> EXERCISE:
From the entries, copy every line that carries the string "AppError".

☆ ☆ ☆ ☆

//! Error types for eisbach-core.
//!
//! Errors in this crate are produced by the transport and cache layers. The
//! data sources built on top of them never return these errors to callers:
//! a failed fetch is recorded as a message in the source's
//! [`FetchState`](crate::FetchState) and the previously held value is kept.
//!
//! # Error classes
//!
//! | Error Type | Cause | Recovery |
//! |------------|-------|----------|
//! | [`Error::Transport`] | Connection reset, invalid response | Fetch again later |
//! | [`Error::Unreachable`] | Connection refused or DNS failure | Fetch again later |
//! | [`Error::Status`] | Backend answered with a non-2xx status | Fetch again later |
//! | [`Error::Parse`] | Malformed JSON or a missing field | Do not retry, report |
//! | [`Error::Timeout`] | Request exceeded the client timeout | Fetch again later |
//! | [`Error::NotFound`] | A requested resource does not exist | Do not retry |
//! | [`Error::Cache`] | Local cache could not be read or written | Ignored by data sources |
//! | [`Error::InvalidConfig`] | Bad base URL or settings | Fix configuration |

use std::time::Duration;

use thiserror::Error;

/// Errors that can occur when talking to the tracker backend.
///
/// This enum is marked `#[non_exhaustive]` to allow adding new error variants
/// in future versions without breaking downstream code.
#[derive(Debug, Error)]
#[non_exhaustive]
pub enum Error {
    /// The HTTP request could not be completed.
    #[error("Request failed: {0}")]
    Transport(#[from] reqwest::Error),

    /// The backend could not be reached.
    #[error("Backend unreachable: {0}")]
    Unreachable(String),

    /// The backend answered with a non-success status code.
    #[error("{url} returned HTTP {status}")]
    Status {
        /// HTTP status code.
        status: u16,
        /// Requested URL.
        url: String,
    },

    /// The payload could not be decoded.
    #[error("Invalid data: {0}")]
    Parse(String),

    /// Operation timed out.
    #[error("Operation '{operation}' timed out after {duration:?}")]
    Timeout {
        /// The operation that timed out.
        operation: String,
        /// The timeout duration.
        duration: Duration,
    },

    /// A resource was not found.
    #[error("Not found: {0}")]
    NotFound(String),

    /// Local cache I/O failed.
    #[error("Cache error: {0}")]
    Cache(#[from] std::io::Error),

    /// Invalid configuration provided.
    #[error("Invalid configuration: {0}")]
    InvalidConfig(String),
}

impl Error {
    /// Create a timeout error with operation context.
    pub fn timeout(operation: impl Into<String>, duration: Duration) -> Self {
        Self::Timeout {
            operation: operation.into(),
            duration,
        }
    }

    /// Create a configuration error.
    pub fn invalid_config(message: impl Into<String>) -> Self {
        Self::InvalidConfig(message.into())
    }

    /// Create a parse error.
    pub fn parse(message: impl Into<String>) -> Self {
        Self::Parse(message.into())
    }
}

impl From<serde_json::Error> for Error {
    fn from(err: serde_json::Error) -> Self {
        Error::Parse(err.to_string())
    }
}

impl From<eisbach_types::ParseError> for Error {
    fn from(err: eisbach_types::ParseError) -> Self {
        Error::Parse(err.to_string())
    }
}

/// Result type alias using eisbach-core's Error type.
pub type Result<T> = std::result::Result<T, Error>;
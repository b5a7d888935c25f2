//! HTTP endpoints of the exporter.
//!
//! - `GET /` - liveness string
//! - `GET /api/temperature` - `{"temperature": 7.1}` from a fresh (or cached) export
//! - `GET /api/health` - service health check
//!
//! Any export failure is logged with its cause and answered with a bare
//! `500 Internal Server Error`; details never reach the client.

use std::sync::Arc;

use axum::{
    Json, Router,
    extract::State,
    http::StatusCode,
    response::{IntoResponse, Response},
    routing::get,
};
use serde::{Deserialize, Serialize};
use time::OffsetDateTime;
use tracing::error;

use crate::error::ExportError;
use crate::state::AppState;

/// Body of `GET /`.
pub const LIVENESS: &str = "🌊 Eisbach Tracker backend listening!";

/// Create the API router.
pub fn router() -> Router<Arc<AppState>> {
    Router::new()
        .route("/", get(root))
        .route("/api/temperature", get(temperature))
        .route("/api/health", get(health))
}

async fn root() -> &'static str {
    LIVENESS
}

/// Temperature response.
#[derive(Debug, Clone, Copy, PartialEq, Serialize, Deserialize)]
pub struct TemperatureResponse {
    pub temperature: f64,
}

async fn temperature(
    State(state): State<Arc<AppState>>,
) -> Result<Json<TemperatureResponse>, AppError> {
    let temperature = state.temperature().await?;
    Ok(Json(TemperatureResponse { temperature }))
}

/// Health check response.
#[derive(Debug, Serialize)]
pub struct HealthResponse {
    pub status: &'static str,
    pub version: &'static str,
    #[serde(with = "time::serde::rfc3339")]
    pub timestamp: OffsetDateTime,
}

/// Health check endpoint.
async fn health() -> Json<HealthResponse> {
    Json(HealthResponse {
        status: "ok",
        version: env!("CARGO_PKG_VERSION"),
        timestamp: OffsetDateTime::now_utc(),
    })
}

/// Application error type.
#[derive(Debug)]
pub struct AppError(ExportError);

impl From<ExportError> for AppError {
    fn from(e: ExportError) -> Self {
        AppError(e)
    }
}

impl IntoResponse for AppError {
    fn into_response(self) -> Response {
        error!(error = %self.0, "Temperature export failed");
        (StatusCode::INTERNAL_SERVER_ERROR, "Internal Server Error").into_response()
    }
}
//! Configuration file management.

use std::fs;
use std::path::{Path, PathBuf};
use std::time::Duration;

use anyhow::{Context, Result};
use eisbach_core::{DEFAULT_ALERT_THRESHOLD, FileCache, Locale};
use serde::{Deserialize, Serialize};

use crate::cli::OutputFormat;

/// Configuration file structure
#[derive(Debug, Clone, PartialEq, Serialize, Deserialize)]
#[serde(default)]
pub struct Config {
    /// Backend base URL
    pub api_url: String,

    /// Language of status messages
    pub locale: Locale,

    /// Default output format
    pub format: OutputFormat,

    /// Disable colored output
    pub no_color: bool,

    /// Water level in cm at or below which an alert is shown
    pub alert_threshold: f64,

    /// Request timeout in seconds
    pub timeout: u64,

    /// Cache directory (platform cache dir when unset)
    pub cache_dir: Option<PathBuf>,
}

impl Default for Config {
    fn default() -> Self {
        Self {
            api_url: "http://localhost:8080".to_string(),
            locale: Locale::default(),
            format: OutputFormat::default(),
            no_color: false,
            alert_threshold: DEFAULT_ALERT_THRESHOLD,
            timeout: 10,
            cache_dir: None,
        }
    }
}

impl Config {
    /// Get the config file path
    pub fn path() -> PathBuf {
        dirs::config_dir()
            .unwrap_or_else(|| PathBuf::from("."))
            .join("eisbach")
            .join("config.toml")
    }

    /// Load config from the default path, or return default if not found
    pub fn load() -> Self {
        Self::load_from(&Self::path())
    }

    /// Load config from `path`, warning and falling back to defaults on error
    pub fn load_from(path: &Path) -> Self {
        if !path.exists() {
            return Self::default();
        }
        match fs::read_to_string(path) {
            Ok(content) => match toml::from_str(&content) {
                Ok(config) => return config,
                Err(e) => eprintln!("Warning: Failed to parse config: {}", e),
            },
            Err(e) => eprintln!("Warning: Failed to read config: {}", e),
        }
        Self::default()
    }

    /// Save config to `path`
    pub fn save_to(&self, path: &Path) -> Result<()> {
        if let Some(parent) = path.parent() {
            fs::create_dir_all(parent).with_context(|| {
                format!("Failed to create config directory: {}", parent.display())
            })?;
        }
        let content = toml::to_string_pretty(self).context("Failed to serialize config")?;
        fs::write(path, content)
            .with_context(|| format!("Failed to write config: {}", path.display()))?;
        Ok(())
    }

    pub fn timeout(&self) -> Duration {
        Duration::from_secs(self.timeout)
    }

    /// Directory of the local cache
    pub fn cache_dir(&self) -> PathBuf {
        self.cache_dir.clone().unwrap_or_else(FileCache::default_dir)
    }
}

☆ ☆ ☆ ☆

> OUTPUT FOR THIS EXERCISE:
) -> Result<Json<TemperatureResponse>, AppError> {
pub struct AppError(ExportError);
impl From<ExportError> for AppError {
        AppError(e)
impl IntoResponse for AppError {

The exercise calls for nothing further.